By the way, Israel’s rejection of Christ is a prominent theme in Luke’s Gospel. When Jesus later returns to his hometown of Nazareth early in his public ministry, everyone in the synagogue was enraged. They got up, drove him out of town, and brought him to the edge of the hill that their town was built on, intending to hurl him over the cliff (Lk 4:28, 29). Of course, Israel’s hostility eventually leads to the cross.
The apostle John summarizes the situation quite well when he writes, “This is the judgment: The light has come into the world, and people loved darkness rather than the light because their deeds were evil” (Jn 3:19). Rather than allow themselves to be exposed as the sinners they are, people would rather kill the light and remain in darkness. They’d rather cling to their self-righteous ignorance than be saved.
Simeon also inserts a personal word for Mary in this passage. He says, “A sword will pierce your soul” (Lk 2:35). Presumably, Joseph won’t live long enough to experience this pain along with Mary, so Simeon doesn’t address him.

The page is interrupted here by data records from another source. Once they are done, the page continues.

//! Response-stage pipeline.
//!
//! # Data Flow
//! ```text
//! proxy handler builds ResponseContext
//!     → ResponsePipeline::run
//!         → stage[0].on_response(ctx, next)
//!             → next.run(ctx) → stage[1] ... → Ok(())
//!     → handler serializes ctx.headers
//! ```
//!
//! # Design Decisions
//! - Built once at startup and shared via Arc; no global chain state
//! - Each stage decides whether and when to call the rest of the chain
//! - A stage error stops the chain; mutations already made are kept

pub mod context;

use std::sync::Arc;

pub use context::ResponseContext;

use crate::headers::HeaderError;

/// Failure raised by a response stage.
#[derive(Debug, thiserror::Error)]
pub enum StageError {
    #[error("stage `{stage}` failed: {source}")]
    Headers {
        stage: &'static str,
        #[source]
        source: HeaderError,
    },
}

impl StageError {
    pub fn headers(stage: &'static str, source: HeaderError) -> Self {
        StageError::Headers { stage, source }
    }

    /// Name of the stage that failed.
    pub fn stage(&self) -> &'static str {
        match self {
            StageError::Headers { stage, .. } => stage,
        }
    }
}

/// One link in the response pipeline.
pub trait ResponseStage: Send + Sync {
    /// Short identifier used in logs and errors.
    fn name(&self) -> &'static str;

    /// Process the response, then hand off to `next` (or not).
    fn on_response(&self, ctx: &mut ResponseContext, next: Next<'_>) -> Result<(), StageError>;
}

/// The remaining stages after the current one.
pub struct Next<'a> {
    stages: &'a [Arc<dyn ResponseStage>],
}

impl<'a> Next<'a> {
    /// Run the rest of the chain.
    pub fn run(self, ctx: &mut ResponseContext) -> Result<(), StageError> {
        match self.stages.split_first() {
            Some((stage, rest)) => {
                tracing::trace!(stage = stage.name(), "Entering response stage");
                stage.on_response(ctx, Next { stages: rest })
            }
            None => Ok(()),
        }
    }
}

/// Ordered, immutable list of response stages.
#[derive(Clone, Default)]
pub struct ResponsePipeline {
    stages: Vec<Arc<dyn ResponseStage>>,
}

impl ResponsePipeline {
    pub fn builder() -> ResponsePipelineBuilder {
        ResponsePipelineBuilder::default()
    }

    /// Run every stage against `ctx`.
    pub fn run(&self, ctx: &mut ResponseContext) -> Result<(), StageError> {
        Next {
            stages: &self.stages,
        }
        .run(ctx)
    }

    pub fn stage_names(&self) -> Vec<&'static str> {
        self.stages.iter().map(|s| s.name()).collect()
    }
}

/// Builder for [`ResponsePipeline`].
#[derive(Default)]
pub struct ResponsePipelineBuilder {
    stages: Vec<Arc<dyn ResponseStage>>,
}

impl ResponsePipelineBuilder {
    /// Append a stage; stages run in the order they are added.
    pub fn stage<S: ResponseStage + 'static>(mut self, stage: S) -> Self {
        self.stages.push(Arc::new(stage));
        self
    }

    pub fn build(self) -> ResponsePipeline {
        ResponsePipeline {
            stages: self.stages,
        }
    }
}

#[cfg(test)]
mod tests {
    use super::*;
    use crate::headers::{set_or_clear, HeaderList, HeaderListLimits};

    struct Tag(&'static str);

    impl ResponseStage for Tag {
        fn name(&self) -> &'static str {
            self.0
        }

        fn on_response(&self, ctx: &mut ResponseContext, next: Next<'_>) -> Result<(), StageError> {
            let trail = match ctx.headers.get("x-trail") {
                Some(t) => format!("{t},{}", self.0),
                None => self.0.to_string(),
            };
            set_or_clear(&mut ctx.headers, "X-Trail", &trail)
                .map_err(|e| StageError::headers(self.0, e))?;
            next.run(ctx)
        }
    }

    struct ShortCircuit;

    impl ResponseStage for ShortCircuit {
        fn name(&self) -> &'static str {
            "short-circuit"
        }

        fn on_response(&self, _ctx: &mut ResponseContext, _next: Next<'_>) -> Result<(), StageError> {
            Ok(())
        }
    }

    #[test]
    fn stages_run_in_order() {
        let pipeline = ResponsePipeline::builder()
            .stage(Tag("a"))
            .stage(Tag("b"))
            .build();
        let mut ctx = ResponseContext::for_test(200, "http", "text/html");

        pipeline.run(&mut ctx).unwrap();

        assert_eq!(ctx.headers.get("x-trail"), Some("a,b"));
        assert_eq!(pipeline.stage_names(), ["a", "b"]);
    }

    #[test]
    fn stage_can_stop_the_chain() {
        let pipeline = ResponsePipeline::builder()
            .stage(Tag("a"))
            .stage(ShortCircuit)
            .stage(Tag("c"))
            .build();
        let mut ctx = ResponseContext::for_test(200, "http", "text/html");

        pipeline.run(&mut ctx).unwrap();

        assert_eq!(ctx.headers.get("x-trail"), Some("a"));
    }

    #[test]
    fn failure_keeps_earlier_mutations() {
        let pipeline = ResponsePipeline::builder()
            .stage(Tag("a"))
            .stage(Tag("b"))
            .build();
        let mut ctx = ResponseContext::for_test(200, "http", "text/html");
        ctx.headers = HeaderList::with_limits(HeaderListLimits {
            part_size: 4,
            max_entries: Some(1),
        });
        set_or_clear(&mut ctx.headers, "Vary", "Accept").unwrap();

        let err = pipeline.run(&mut ctx).unwrap_err();
        assert_eq!(err.stage(), "a");
        assert_eq!(ctx.headers.get("vary"), Some("Accept"));
    }

    #[test]
    fn stage_error_names_stage_and_keeps_source() {
        let err = StageError::headers("tag", HeaderError::LimitReached { limit: 3 });

        assert_eq!(err.stage(), "tag");
        assert_eq!(err.to_string(), "stage `tag` failed: header list is full (3 entries)");
        let source = std::error::Error::source(&err)
            .and_then(|s| s.downcast_ref::<HeaderError>())
            .unwrap();
        assert_eq!(source, &HeaderError::LimitReached { limit: 3 });
    }

    #[test]
    fn empty_pipeline_is_a_no_op() {
        let pipeline = ResponsePipeline::default();
        let mut ctx = ResponseContext::for_test(204, "http", "");
        pipeline.run(&mut ctx).unwrap();
        assert!(ctx.headers.is_empty());
    }
}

If you read the Gospels carefully, you’ll notice that Jesus begins distancing himself from Mary fairly early. Even at twelve-years-old, he disappears for a few days. Once Mary finds him, he asks, “Why were you searching for me? Didn’t you know that it was necessary for me to be in my Father’s house?” (Lk 2:49).
At a wedding in Cana, Mary requests that Jesus perform his first public miracle by turning water into wine. Jesus replies to her, “What has this concern of yours to do with me, woman?” (Jn 2:4). To be clear, the term woman is not disrespectful in this context. Today, he might have called her ma’am. Even so, he doesn’t address her as mother, which signifies that his purpose as the Messiah is leading him away from his natural family. In fact, when Mary and his brothers come to see him later, he asks, “Who is my mother and who are my brothers?” (Mt 12:48). Then, he points to his disciples and says, “Here are my mother and my brothers!” (Mt 12:49).
Lastly, Mary will watch her son be mocked, tortured, and crucified. A sword will certainly pierce her soul” (Lk 2:35).
For all of the excitement and goodness the Messiah’s advent brings, we find more than a little darkness and tragedy in the gospel story as well.